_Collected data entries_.
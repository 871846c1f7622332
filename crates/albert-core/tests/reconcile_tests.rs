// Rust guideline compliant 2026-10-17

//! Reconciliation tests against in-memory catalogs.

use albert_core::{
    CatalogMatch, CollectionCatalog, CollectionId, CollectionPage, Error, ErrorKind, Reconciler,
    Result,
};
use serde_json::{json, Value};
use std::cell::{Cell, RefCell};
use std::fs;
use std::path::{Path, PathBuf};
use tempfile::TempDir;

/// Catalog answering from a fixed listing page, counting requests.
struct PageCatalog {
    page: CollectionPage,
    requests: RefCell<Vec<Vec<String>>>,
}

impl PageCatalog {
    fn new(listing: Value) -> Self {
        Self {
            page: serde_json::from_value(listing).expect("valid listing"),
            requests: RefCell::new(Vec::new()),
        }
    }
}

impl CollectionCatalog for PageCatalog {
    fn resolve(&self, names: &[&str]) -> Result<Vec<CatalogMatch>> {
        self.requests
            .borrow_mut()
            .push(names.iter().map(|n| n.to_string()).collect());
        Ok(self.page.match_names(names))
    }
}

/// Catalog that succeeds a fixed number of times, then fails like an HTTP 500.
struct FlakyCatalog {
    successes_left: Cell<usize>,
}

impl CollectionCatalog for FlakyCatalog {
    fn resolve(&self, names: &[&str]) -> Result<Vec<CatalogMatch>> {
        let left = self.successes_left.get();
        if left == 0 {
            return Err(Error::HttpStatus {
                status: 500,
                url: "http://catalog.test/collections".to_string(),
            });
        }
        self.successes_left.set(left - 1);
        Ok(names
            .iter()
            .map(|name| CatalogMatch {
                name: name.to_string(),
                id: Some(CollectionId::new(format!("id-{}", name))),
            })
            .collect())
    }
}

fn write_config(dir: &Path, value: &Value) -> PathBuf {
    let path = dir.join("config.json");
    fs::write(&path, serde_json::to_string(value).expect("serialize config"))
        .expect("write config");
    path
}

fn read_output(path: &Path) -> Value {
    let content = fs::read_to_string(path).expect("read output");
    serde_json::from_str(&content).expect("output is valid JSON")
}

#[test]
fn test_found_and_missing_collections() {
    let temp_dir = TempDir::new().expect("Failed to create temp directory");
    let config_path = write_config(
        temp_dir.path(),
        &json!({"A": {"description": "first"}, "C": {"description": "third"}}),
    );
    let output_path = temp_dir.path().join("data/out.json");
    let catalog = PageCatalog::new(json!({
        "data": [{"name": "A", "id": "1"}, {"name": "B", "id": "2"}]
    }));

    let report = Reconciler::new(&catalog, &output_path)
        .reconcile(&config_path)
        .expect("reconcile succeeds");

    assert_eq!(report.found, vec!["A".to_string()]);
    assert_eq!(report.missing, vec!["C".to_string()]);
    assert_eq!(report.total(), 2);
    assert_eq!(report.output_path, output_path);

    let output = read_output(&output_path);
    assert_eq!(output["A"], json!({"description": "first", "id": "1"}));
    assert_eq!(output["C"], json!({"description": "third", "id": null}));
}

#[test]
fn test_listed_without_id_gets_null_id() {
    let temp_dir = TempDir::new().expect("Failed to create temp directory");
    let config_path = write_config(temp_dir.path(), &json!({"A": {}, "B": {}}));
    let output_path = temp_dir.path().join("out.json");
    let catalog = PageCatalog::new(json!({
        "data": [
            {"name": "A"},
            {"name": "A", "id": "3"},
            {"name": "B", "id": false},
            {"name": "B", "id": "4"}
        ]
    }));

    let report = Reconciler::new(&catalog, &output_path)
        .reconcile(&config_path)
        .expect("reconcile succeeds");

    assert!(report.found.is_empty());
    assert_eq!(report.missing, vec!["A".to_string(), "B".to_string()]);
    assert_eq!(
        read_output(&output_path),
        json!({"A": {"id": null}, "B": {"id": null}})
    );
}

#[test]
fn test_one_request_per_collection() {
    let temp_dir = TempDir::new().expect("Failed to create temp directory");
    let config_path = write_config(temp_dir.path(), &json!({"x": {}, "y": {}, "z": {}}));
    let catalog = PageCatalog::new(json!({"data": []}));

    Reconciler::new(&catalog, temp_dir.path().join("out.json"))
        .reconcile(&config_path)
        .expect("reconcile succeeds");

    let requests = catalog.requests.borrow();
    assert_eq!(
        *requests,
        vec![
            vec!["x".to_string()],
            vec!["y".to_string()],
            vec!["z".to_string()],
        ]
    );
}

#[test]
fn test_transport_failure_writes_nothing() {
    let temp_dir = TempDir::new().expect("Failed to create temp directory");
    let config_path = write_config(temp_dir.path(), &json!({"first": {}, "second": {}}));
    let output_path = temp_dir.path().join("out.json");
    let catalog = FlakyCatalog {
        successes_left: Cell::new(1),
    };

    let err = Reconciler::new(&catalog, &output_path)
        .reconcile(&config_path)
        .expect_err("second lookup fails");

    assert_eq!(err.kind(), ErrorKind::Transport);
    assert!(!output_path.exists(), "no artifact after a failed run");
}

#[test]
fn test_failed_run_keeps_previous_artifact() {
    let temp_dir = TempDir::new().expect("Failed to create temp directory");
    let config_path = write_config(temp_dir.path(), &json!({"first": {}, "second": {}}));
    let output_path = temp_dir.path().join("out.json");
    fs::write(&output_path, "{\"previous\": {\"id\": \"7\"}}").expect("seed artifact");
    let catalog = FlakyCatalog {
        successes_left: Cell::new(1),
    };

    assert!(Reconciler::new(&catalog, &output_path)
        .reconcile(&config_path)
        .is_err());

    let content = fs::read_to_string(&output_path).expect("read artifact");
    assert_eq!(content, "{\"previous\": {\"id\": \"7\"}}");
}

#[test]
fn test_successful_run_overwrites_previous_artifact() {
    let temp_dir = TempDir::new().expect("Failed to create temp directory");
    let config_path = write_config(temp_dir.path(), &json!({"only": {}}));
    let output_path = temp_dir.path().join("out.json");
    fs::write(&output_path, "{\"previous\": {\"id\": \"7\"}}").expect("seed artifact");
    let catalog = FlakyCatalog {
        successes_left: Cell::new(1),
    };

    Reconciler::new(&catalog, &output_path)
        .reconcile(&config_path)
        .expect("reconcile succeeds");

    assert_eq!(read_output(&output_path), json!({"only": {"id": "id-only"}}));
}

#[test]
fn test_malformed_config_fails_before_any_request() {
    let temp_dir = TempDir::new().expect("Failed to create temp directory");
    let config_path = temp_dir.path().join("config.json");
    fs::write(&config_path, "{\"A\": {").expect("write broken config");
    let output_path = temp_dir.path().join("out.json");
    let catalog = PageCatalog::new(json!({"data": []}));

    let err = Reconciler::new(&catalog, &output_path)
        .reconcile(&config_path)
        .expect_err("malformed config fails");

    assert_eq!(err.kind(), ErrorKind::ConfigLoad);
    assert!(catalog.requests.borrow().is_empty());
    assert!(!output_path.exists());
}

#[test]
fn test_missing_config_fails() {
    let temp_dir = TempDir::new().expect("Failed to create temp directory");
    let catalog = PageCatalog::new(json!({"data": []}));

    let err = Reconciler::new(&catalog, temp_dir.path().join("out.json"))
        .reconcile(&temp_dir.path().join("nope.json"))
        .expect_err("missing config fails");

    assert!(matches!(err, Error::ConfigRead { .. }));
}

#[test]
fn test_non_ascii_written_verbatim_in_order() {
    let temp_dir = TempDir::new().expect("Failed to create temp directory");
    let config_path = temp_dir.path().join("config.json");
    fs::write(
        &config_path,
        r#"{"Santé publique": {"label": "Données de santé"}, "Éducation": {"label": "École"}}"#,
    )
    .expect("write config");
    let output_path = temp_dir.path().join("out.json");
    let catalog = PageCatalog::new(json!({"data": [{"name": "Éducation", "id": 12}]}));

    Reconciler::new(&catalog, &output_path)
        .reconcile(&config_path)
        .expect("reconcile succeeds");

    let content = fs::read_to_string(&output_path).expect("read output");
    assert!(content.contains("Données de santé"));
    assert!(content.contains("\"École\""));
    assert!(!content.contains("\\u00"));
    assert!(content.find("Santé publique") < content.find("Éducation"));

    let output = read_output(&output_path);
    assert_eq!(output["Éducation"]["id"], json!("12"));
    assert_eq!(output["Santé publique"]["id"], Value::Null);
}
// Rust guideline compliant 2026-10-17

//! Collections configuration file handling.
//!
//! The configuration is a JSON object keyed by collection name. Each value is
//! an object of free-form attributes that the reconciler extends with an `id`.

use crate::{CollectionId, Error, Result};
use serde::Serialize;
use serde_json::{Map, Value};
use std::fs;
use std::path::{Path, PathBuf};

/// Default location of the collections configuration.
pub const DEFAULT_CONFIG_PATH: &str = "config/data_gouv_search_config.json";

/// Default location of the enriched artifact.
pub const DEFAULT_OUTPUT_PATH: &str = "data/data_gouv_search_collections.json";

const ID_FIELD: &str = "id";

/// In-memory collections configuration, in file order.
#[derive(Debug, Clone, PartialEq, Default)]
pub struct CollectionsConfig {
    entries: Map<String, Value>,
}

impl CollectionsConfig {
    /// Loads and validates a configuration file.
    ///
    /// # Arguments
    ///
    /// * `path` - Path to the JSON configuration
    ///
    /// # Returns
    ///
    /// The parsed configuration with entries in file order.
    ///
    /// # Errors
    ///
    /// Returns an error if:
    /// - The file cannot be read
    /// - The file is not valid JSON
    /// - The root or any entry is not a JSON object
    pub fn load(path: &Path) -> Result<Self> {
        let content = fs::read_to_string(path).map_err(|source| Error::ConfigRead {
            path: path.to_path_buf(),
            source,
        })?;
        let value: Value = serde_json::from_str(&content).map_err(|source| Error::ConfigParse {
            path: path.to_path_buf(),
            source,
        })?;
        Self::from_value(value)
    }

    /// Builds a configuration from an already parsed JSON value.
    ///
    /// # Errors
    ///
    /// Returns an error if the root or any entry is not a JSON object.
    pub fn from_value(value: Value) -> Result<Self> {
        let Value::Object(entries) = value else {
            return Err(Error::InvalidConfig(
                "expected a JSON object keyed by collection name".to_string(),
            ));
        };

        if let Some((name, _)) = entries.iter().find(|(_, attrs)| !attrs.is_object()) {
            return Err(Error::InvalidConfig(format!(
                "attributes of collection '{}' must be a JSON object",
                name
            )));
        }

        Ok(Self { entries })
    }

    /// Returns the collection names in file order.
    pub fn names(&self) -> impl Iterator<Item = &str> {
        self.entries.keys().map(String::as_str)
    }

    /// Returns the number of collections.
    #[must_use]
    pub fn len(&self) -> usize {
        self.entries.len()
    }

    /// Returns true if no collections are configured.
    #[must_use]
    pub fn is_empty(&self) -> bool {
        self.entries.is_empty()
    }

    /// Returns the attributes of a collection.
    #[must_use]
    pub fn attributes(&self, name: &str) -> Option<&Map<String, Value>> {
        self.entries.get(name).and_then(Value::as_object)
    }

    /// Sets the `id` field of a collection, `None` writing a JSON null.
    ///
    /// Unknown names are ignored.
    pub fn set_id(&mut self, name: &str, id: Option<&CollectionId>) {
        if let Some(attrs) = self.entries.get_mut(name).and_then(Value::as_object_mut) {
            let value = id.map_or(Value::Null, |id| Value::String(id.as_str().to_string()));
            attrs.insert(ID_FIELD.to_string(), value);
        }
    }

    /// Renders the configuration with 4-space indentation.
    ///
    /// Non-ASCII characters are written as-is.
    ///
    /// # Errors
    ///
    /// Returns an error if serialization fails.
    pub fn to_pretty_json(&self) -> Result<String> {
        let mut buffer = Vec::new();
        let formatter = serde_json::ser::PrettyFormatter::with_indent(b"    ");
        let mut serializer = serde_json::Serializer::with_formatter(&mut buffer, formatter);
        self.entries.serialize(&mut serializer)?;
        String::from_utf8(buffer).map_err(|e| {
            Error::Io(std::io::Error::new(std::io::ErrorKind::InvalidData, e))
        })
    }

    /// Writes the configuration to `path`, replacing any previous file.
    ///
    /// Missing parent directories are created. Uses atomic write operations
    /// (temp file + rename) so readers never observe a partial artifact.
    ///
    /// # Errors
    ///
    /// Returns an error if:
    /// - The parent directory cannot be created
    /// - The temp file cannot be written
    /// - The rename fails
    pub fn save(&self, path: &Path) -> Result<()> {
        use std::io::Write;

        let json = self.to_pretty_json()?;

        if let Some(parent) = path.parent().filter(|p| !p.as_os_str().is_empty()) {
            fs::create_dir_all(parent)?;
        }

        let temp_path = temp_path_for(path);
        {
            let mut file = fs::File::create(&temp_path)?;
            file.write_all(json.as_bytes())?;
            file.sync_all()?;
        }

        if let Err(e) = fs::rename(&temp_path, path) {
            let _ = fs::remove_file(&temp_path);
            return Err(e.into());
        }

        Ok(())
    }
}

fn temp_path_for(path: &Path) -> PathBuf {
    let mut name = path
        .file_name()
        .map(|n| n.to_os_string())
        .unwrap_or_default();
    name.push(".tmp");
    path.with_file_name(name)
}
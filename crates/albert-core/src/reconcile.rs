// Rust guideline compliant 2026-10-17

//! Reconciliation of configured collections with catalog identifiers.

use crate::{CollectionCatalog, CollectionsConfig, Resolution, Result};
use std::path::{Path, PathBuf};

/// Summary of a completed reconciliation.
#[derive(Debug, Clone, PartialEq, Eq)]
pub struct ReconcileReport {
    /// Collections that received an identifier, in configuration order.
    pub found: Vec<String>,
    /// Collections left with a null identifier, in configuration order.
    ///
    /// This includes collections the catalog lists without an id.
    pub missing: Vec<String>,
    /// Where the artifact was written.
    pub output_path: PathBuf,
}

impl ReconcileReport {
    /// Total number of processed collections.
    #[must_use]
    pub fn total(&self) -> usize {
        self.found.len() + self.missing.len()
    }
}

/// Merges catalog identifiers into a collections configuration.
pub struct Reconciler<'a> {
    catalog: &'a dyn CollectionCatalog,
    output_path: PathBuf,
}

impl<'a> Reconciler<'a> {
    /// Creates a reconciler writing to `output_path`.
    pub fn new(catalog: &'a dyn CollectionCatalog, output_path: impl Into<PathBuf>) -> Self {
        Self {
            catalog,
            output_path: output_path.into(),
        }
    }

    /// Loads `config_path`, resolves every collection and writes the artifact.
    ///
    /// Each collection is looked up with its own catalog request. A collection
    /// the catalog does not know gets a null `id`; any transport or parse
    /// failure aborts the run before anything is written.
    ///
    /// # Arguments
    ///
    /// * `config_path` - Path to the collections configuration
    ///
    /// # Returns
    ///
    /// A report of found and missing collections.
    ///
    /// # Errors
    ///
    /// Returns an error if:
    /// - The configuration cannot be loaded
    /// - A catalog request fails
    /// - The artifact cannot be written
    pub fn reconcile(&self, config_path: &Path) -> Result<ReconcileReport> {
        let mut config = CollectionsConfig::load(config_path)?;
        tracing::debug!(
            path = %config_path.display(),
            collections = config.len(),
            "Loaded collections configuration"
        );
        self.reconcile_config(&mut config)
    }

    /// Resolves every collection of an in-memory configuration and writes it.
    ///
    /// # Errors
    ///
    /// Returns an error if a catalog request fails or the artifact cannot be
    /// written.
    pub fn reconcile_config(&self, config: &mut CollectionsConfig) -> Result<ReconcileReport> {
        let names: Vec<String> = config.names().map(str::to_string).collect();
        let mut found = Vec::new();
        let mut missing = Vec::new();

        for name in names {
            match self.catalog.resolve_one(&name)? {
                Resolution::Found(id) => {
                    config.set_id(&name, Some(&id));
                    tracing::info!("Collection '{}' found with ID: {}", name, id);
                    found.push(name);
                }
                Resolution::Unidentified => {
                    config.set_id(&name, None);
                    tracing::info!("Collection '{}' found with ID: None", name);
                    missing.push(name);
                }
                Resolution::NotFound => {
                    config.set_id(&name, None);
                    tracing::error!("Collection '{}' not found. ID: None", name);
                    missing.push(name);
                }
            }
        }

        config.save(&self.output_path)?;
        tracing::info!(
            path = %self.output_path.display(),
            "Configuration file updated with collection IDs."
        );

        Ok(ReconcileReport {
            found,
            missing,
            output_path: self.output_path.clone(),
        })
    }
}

_What you need to do_. Filter the entries above down to the lines that contain the word "Returns".

_Completed task_.
    /// # Returns
    /// Returns an error if:
    /// Returns an error if the root or any entry is not a JSON object.
    /// Returns the collection names in file order.
    /// Returns the number of collections.
    /// Returns true if no collections are configured.
    /// Returns the attributes of a collection.
    /// Returns an error if serialization fails.
    /// Returns an error if:
    /// # Returns
    /// Returns an error if:
    /// Returns an error if a catalog request fails or the artifact cannot be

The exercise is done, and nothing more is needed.